Given:
- $f(z)=\frac{1}{(z^4+\frac{1}{2}z^2+\frac{1}{16})^2}$
- $K_1=\begin{Bmatrix}z | Im(z)=0 & \begin{vmatrix} re(z) \end{vmatrix}\leq R \end{Bmatrix}$
- $K_2=\begin{Bmatrix}Re^ {it}| 0 \leq t \leq \pi\end{Bmatrix}$
- We pass the figure clockwise
- R > 1
- $K = K_1 + K_2$
Proof: $\int_{K} f(z) dz=-4\pi$
Solution:
Singular points:
$f(z)=\frac{1}{(z^4+\frac{1}{2}z^2+\frac{1}{16})^2}=\frac{1}{(z-\frac{i}{2})^4(z+\frac{i}{2})^4}$
Residues:
Only the singular point $\frac{i}{2}$ lies in the closed area.
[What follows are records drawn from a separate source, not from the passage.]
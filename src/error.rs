// Error types for splat loading and sorting
// Parse failures are fatal to a load; nothing in the per-frame sort path returns these.

use thiserror::Error;

/// Errors raised while reading a PLY stream
#[derive(Error, Debug)]
pub enum PlyError {
    #[error("PLY: first line must be \"ply\"")]
    MissingMagic,

    #[error("PLY: unsupported format \"{0}\"")]
    UnsupportedFormat(String),

    #[error("PLY: invalid header at line {line}: {reason}")]
    InvalidHeader { line: usize, reason: String },

    #[error("PLY: stream ended before end_header")]
    MissingEndHeader,

    #[error("PLY: header exceeds {limit} bytes without end_header")]
    HeaderTooLarge { limit: usize },

    #[error("PLY: cannot parse \"{token}\" for {element}.{property}")]
    InvalidValue {
        element: String,
        property: String,
        token: String,
    },

    #[error("PLY: unexpected end of stream in element \"{element}\" ({read} of {expected} records)")]
    UnexpectedEof {
        element: String,
        expected: usize,
        read: usize,
    },

    #[error("PLY: I/O error: {0}")]
    Io(#[from] std::io::Error),
}

/// Errors raised while building splat resources
#[derive(Error, Debug)]
pub enum SplatError {
    #[error(transparent)]
    Ply(#[from] PlyError),

    #[error("element \"{0}\" not found")]
    MissingElement(String),

    #[error("required property \"{0}\" missing from vertex element")]
    MissingProperty(String),

    #[error("property \"{name}\" has {len} values, expected {expected}")]
    LengthMismatch {
        name: String,
        len: usize,
        expected: usize,
    },

    #[error("scene contains no splats")]
    EmptyScene,

    #[error("failed to spawn sort worker: {0}")]
    WorkerSpawn(std::io::Error),
}

pub type Result<T> = std::result::Result<T, SplatError>;
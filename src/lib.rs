// 3D Gaussian Splatting support: PLY loading, GPU encoding and back-to-front sorting
// The host renderer is reached only through the GraphicsDevice trait.

pub mod camera;
pub mod config;
pub mod device;
pub mod encoder;
pub mod error;
pub mod ply;
pub mod render_resource;
pub mod sort;
pub mod sort_manager;
pub mod splat_data;

// Re-exports
pub use camera::CameraPose;
pub use config::{
    EncoderConfig, EncodingMode, IndexFormat, LoadOptions, RenderConfig, SortConfig,
    DEFAULT_SORT_EPSILON,
};
pub use device::{
    probe_texture_format, GraphicsDevice, InstanceLayout, TexelData, TextureFormat, VertexAttribute,
    VertexFormat,
};
pub use encoder::{
    canonical_rotation, choose_texture_format, encode_instances, rotation_from_xyz, SplatInstance,
    SplatTextureSet, TextureLayout,
};
pub use error::{PlyError, Result, SplatError};
pub use ply::{read_ply, PlyElement, PlyFormat, PlyReader, PropertyStorage, ScalarType};
pub use render_resource::SplatRenderResource;
pub use sort::{sort_order, OrderBuffer, OrderData, SortRequest, SortResponse, SortSource, SortWorker};
pub use sort_manager::{SortManager, SortPhase};
pub use splat_data::{sh_to_color, sigmoid, Aabb, SplatCollection, SH_C0};
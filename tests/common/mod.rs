// Shared test helpers: PLY byte builders and a recording GraphicsDevice
#![allow(dead_code)]

use std::collections::HashMap;

use gsplat_sort::{GraphicsDevice, InstanceLayout, TexelData, TextureFormat};

/// Binary little-endian PLY with one "vertex" element of float properties
pub fn float_ply(props: &[&str], rows: &[Vec<f32>]) -> Vec<u8> {
    let mut out = header("binary_little_endian", props, rows.len()).into_bytes();
    for row in rows {
        for v in row {
            out.extend_from_slice(&v.to_le_bytes());
        }
    }
    out
}

/// Same layout as `float_ply`, big-endian
pub fn float_ply_be(props: &[&str], rows: &[Vec<f32>]) -> Vec<u8> {
    let mut out = header("binary_big_endian", props, rows.len()).into_bytes();
    for row in rows {
        for v in row {
            out.extend_from_slice(&v.to_be_bytes());
        }
    }
    out
}

fn header(format: &str, props: &[&str], count: usize) -> String {
    let mut h = format!("ply\nformat {format} 1.0\ncomment test data\nelement vertex {count}\n");
    for p in props {
        h.push_str(&format!("property float {p}\n"));
    }
    h.push_str("end_header\n");
    h
}

pub const SPLAT_PROPS: [&str; 14] = [
    "x", "y", "z", "f_dc_0", "f_dc_1", "f_dc_2", "opacity", "scale_0", "scale_1", "scale_2",
    "rot_0", "rot_1", "rot_2", "rot_3",
];

/// One splat row in SPLAT_PROPS order
pub fn splat_row(center: [f32; 3], log_scale: f32, rot_wxyz: [f32; 4]) -> Vec<f32> {
    let mut row = center.to_vec();
    row.extend_from_slice(&[0.0, 0.0, 0.0, 0.0]);
    row.extend_from_slice(&[log_scale; 3]);
    row.extend_from_slice(&rot_wxyz);
    row
}

/// Unit-scale, identity-rotation splats at the given centers
pub fn splat_ply(centers: &[[f32; 3]]) -> Vec<u8> {
    let rows: Vec<Vec<f32>> = centers
        .iter()
        .map(|&c| splat_row(c, 0.0, [1.0, 0.0, 0.0, 0.0]))
        .collect();
    float_ply(&SPLAT_PROPS, &rows)
}

#[derive(Debug, Clone, PartialEq)]
pub enum DeviceCall {
    CreateTexture {
        label: String,
        format: TextureFormat,
        width: u32,
        height: u32,
    },
    WriteTexture(usize),
    CreateInstanceBuffer {
        label: String,
        stride: usize,
        count: usize,
    },
    WriteInstanceBuffer(usize),
    SetTexture(String, usize),
    SetVector(String, [f32; 4]),
    Redraw,
}

/// GraphicsDevice double that records every call and keeps uploaded contents
pub struct RecordingDevice {
    pub supported: Vec<TextureFormat>,
    pub calls: Vec<DeviceCall>,
    pub textures: HashMap<usize, TexelData>,
    pub buffers: HashMap<usize, Vec<u8>>,
    next_id: usize,
}

impl RecordingDevice {
    pub fn new() -> Self {
        Self::with_formats(&TextureFormat::PRIORITY)
    }

    pub fn with_formats(formats: &[TextureFormat]) -> Self {
        Self {
            supported: formats.to_vec(),
            calls: Vec::new(),
            textures: HashMap::new(),
            buffers: HashMap::new(),
            next_id: 0,
        }
    }

    pub fn redraws(&self) -> usize {
        self.calls.iter().filter(|c| **c == DeviceCall::Redraw).count()
    }

    pub fn vector(&self, name: &str) -> Option<[f32; 4]> {
        self.calls.iter().rev().find_map(|c| match c {
            DeviceCall::SetVector(n, v) if n == name => Some(*v),
            _ => None,
        })
    }

    pub fn bound_textures(&self) -> Vec<String> {
        self.calls
            .iter()
            .filter_map(|c| match c {
                DeviceCall::SetTexture(n, _) => Some(n.clone()),
                _ => None,
            })
            .collect()
    }

    /// Buffer contents reinterpreted as u32 words
    pub fn buffer_words(&self, id: usize) -> Vec<u32> {
        self.buffers[&id]
            .chunks_exact(4)
            .map(|b| u32::from_le_bytes([b[0], b[1], b[2], b[3]]))
            .collect()
    }

    fn id(&mut self) -> usize {
        self.next_id += 1;
        self.next_id
    }
}

impl GraphicsDevice for RecordingDevice {
    type Texture = usize;
    type VertexBuffer = usize;

    fn supports_format(&self, format: TextureFormat) -> bool {
        self.supported.contains(&format)
    }

    fn create_texture(&mut self, label: &str, format: TextureFormat, width: u32, height: u32) -> usize {
        self.calls.push(DeviceCall::CreateTexture {
            label: label.to_string(),
            format,
            width,
            height,
        });
        self.id()
    }

    fn write_texture(&mut self, texture: &usize, data: &TexelData) {
        self.calls.push(DeviceCall::WriteTexture(*texture));
        self.textures.insert(*texture, data.clone());
    }

    fn create_instance_buffer(&mut self, label: &str, layout: &InstanceLayout, count: usize) -> usize {
        self.calls.push(DeviceCall::CreateInstanceBuffer {
            label: label.to_string(),
            stride: layout.stride,
            count,
        });
        let id = self.id();
        self.buffers.insert(id, vec![0; layout.stride * count]);
        id
    }

    fn write_instance_buffer(&mut self, buffer: &usize, bytes: &[u8]) {
        self.calls.push(DeviceCall::WriteInstanceBuffer(*buffer));
        self.buffers.insert(*buffer, bytes.to_vec());
    }

    fn set_texture_parameter(&mut self, name: &str, texture: &usize) {
        self.calls.push(DeviceCall::SetTexture(name.to_string(), *texture));
    }

    fn set_vector_parameter(&mut self, name: &str, value: [f32; 4]) {
        self.calls.push(DeviceCall::SetVector(name.to_string(), value));
    }

    fn request_redraw(&mut self) {
        self.calls.push(DeviceCall::Redraw);
    }
}
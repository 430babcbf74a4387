// Splat render resource
// Ties a loaded SplatCollection to the host renderer: uploads the encoded attributes once,
// owns the instance buffer the sorted order is written into, and drives the sort manager
// from the per-frame camera transform.

use std::time::Duration;

use glam::{Mat4, Vec3};
use tracing::{debug, info};

use crate::camera::CameraPose;
use crate::config::{EncodingMode, IndexFormat, RenderConfig};
use crate::device::{GraphicsDevice, InstanceLayout, VertexFormat};
use crate::encoder::{choose_texture_format, encode_instances, SplatInstance, SplatTextureSet};
use crate::error::{Result, SplatError};
use crate::sort_manager::{SortManager, SortPhase};
use crate::splat_data::{Aabb, SplatCollection};

pub const ORDER_ATTRIBUTE: &str = "splat_id";

/// Per-instance layout of the sorted splat-id buffer
pub fn order_layout(format: IndexFormat) -> InstanceLayout {
    let vertex_format = match format {
        IndexFormat::U32 => VertexFormat::Uint32,
        IndexFormat::F32 => VertexFormat::Float32,
    };
    InstanceLayout::packed(&[(ORDER_ATTRIBUTE, vertex_format)])
}

pub struct SplatRenderResource<D: GraphicsDevice> {
    mode: EncodingMode,
    num_splats: usize,
    /// Instance buffer the current order is written into
    instance_buffer: D::VertexBuffer,
    /// Kept alive for as long as the material samples them
    textures: Vec<D::Texture>,
    aabb: Aabb,
    focal_point: Vec3,
    inverse_transform: Mat4,
    sorter: SortManager,
}

impl<D: GraphicsDevice> SplatRenderResource<D> {
    pub fn new(device: &mut D, splats: &SplatCollection, config: &RenderConfig) -> Result<Self> {
        if splats.is_empty() {
            return Err(SplatError::EmptyScene);
        }
        let num_splats = splats.num_splats();
        let aabb = splats.calc_aabb().ok_or(SplatError::EmptyScene)?;
        let focal_point = splats.calc_focal_point().unwrap_or_else(|| aabb.center());

        let mut sorter = SortManager::spawn(config.sort)?;
        let mode = config.encoder.mode;

        let (instance_buffer, textures) = match mode {
            EncodingMode::Texture => {
                let format = choose_texture_format(device, &config.encoder);
                let textures = SplatTextureSet::encode(splats, format).upload(device);

                let layout = order_layout(config.sort.index_format);
                let buffer = device.create_instance_buffer("splat_order", &layout, num_splats);
                sorter.set_centers(splats.centers());
                if let Some(front) = sorter.front() {
                    device.write_instance_buffer(&buffer, front.as_bytes());
                }
                (buffer, textures)
            }
            EncodingMode::VertexAttributes => {
                let rows: Vec<u32> =
                    bytemuck::cast_slice(&encode_instances(splats)).to_vec();
                let buffer =
                    device.create_instance_buffer("splat_instances", &SplatInstance::layout(), num_splats);
                device.write_instance_buffer(&buffer, bytemuck::cast_slice(&rows));
                sorter.set_rows(rows, SplatInstance::WORDS);
                (buffer, Vec::new())
            }
        };

        info!(
            "Created splat render resource: {} splats, {:?} encoding, bounds {:?}..{:?}",
            num_splats, mode, aabb.min, aabb.max
        );
        Ok(Self {
            mode,
            num_splats,
            instance_buffer,
            textures,
            aabb,
            focal_point,
            inverse_transform: Mat4::IDENTITY,
            sorter,
        })
    }

    /// World transform of the splat entity; camera poses are moved into its local space
    pub fn set_entity_transform(&mut self, transform: Mat4) {
        self.inverse_transform = transform.inverse();
    }

    /// Per-frame hook: forward the camera and swap in a newly published order.
    /// Returns true when the instance buffer changed and a redraw was requested.
    pub fn update(&mut self, device: &mut D, camera_world: &Mat4) -> bool {
        let pose = CameraPose::from_world_transform(camera_world).to_local(&self.inverse_transform);
        self.sorter.set_camera(pose);
        match self.sorter.poll() {
            Some(order) => {
                device.write_instance_buffer(&self.instance_buffer, order.as_bytes());
                device.request_redraw();
                true
            }
            None => false,
        }
    }

    /// Block until the worker publishes an order for the current pose, then upload it
    pub fn wait_for_order(&mut self, device: &mut D, timeout: Duration) -> bool {
        if !self.sorter.wait_for_update(timeout) {
            return false;
        }
        if let Some(order) = self.sorter.front() {
            device.write_instance_buffer(&self.instance_buffer, order.as_bytes());
            device.request_redraw();
        }
        true
    }

    /// Extent-aware bounds for culling
    pub fn aabb(&self) -> Aabb {
        self.aabb
    }

    pub fn focal_point(&self) -> Vec3 {
        self.focal_point
    }

    pub fn num_splats(&self) -> usize {
        self.num_splats
    }

    pub fn mode(&self) -> EncodingMode {
        self.mode
    }

    pub fn textures(&self) -> &[D::Texture] {
        &self.textures
    }

    pub fn instance_buffer(&self) -> &D::VertexBuffer {
        &self.instance_buffer
    }

    pub fn sort_phase(&self) -> SortPhase {
        self.sorter.phase()
    }

    pub fn sorter(&self) -> &SortManager {
        &self.sorter
    }

    /// Stop sorting; the last order stays in the instance buffer
    pub fn destroy(&mut self) {
        self.sorter.shutdown();
        debug!("Splat render resource destroyed");
    }
}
To calculate the residue in $z=\frac{i}{2}$ I have to calculate $\frac{g'''(\frac{i}{2})}{3!}$ with $g(z)=\frac{1}{(z+\frac{i}{2})^4}$
The residue $z=\frac{i}{2}$ appears 4 times, so I have to multiply the solution by 4.
The residue lies in the circle so next we multyply by $2\pi i$
I do not become a solution of $-4\pi$, what did I do wrong?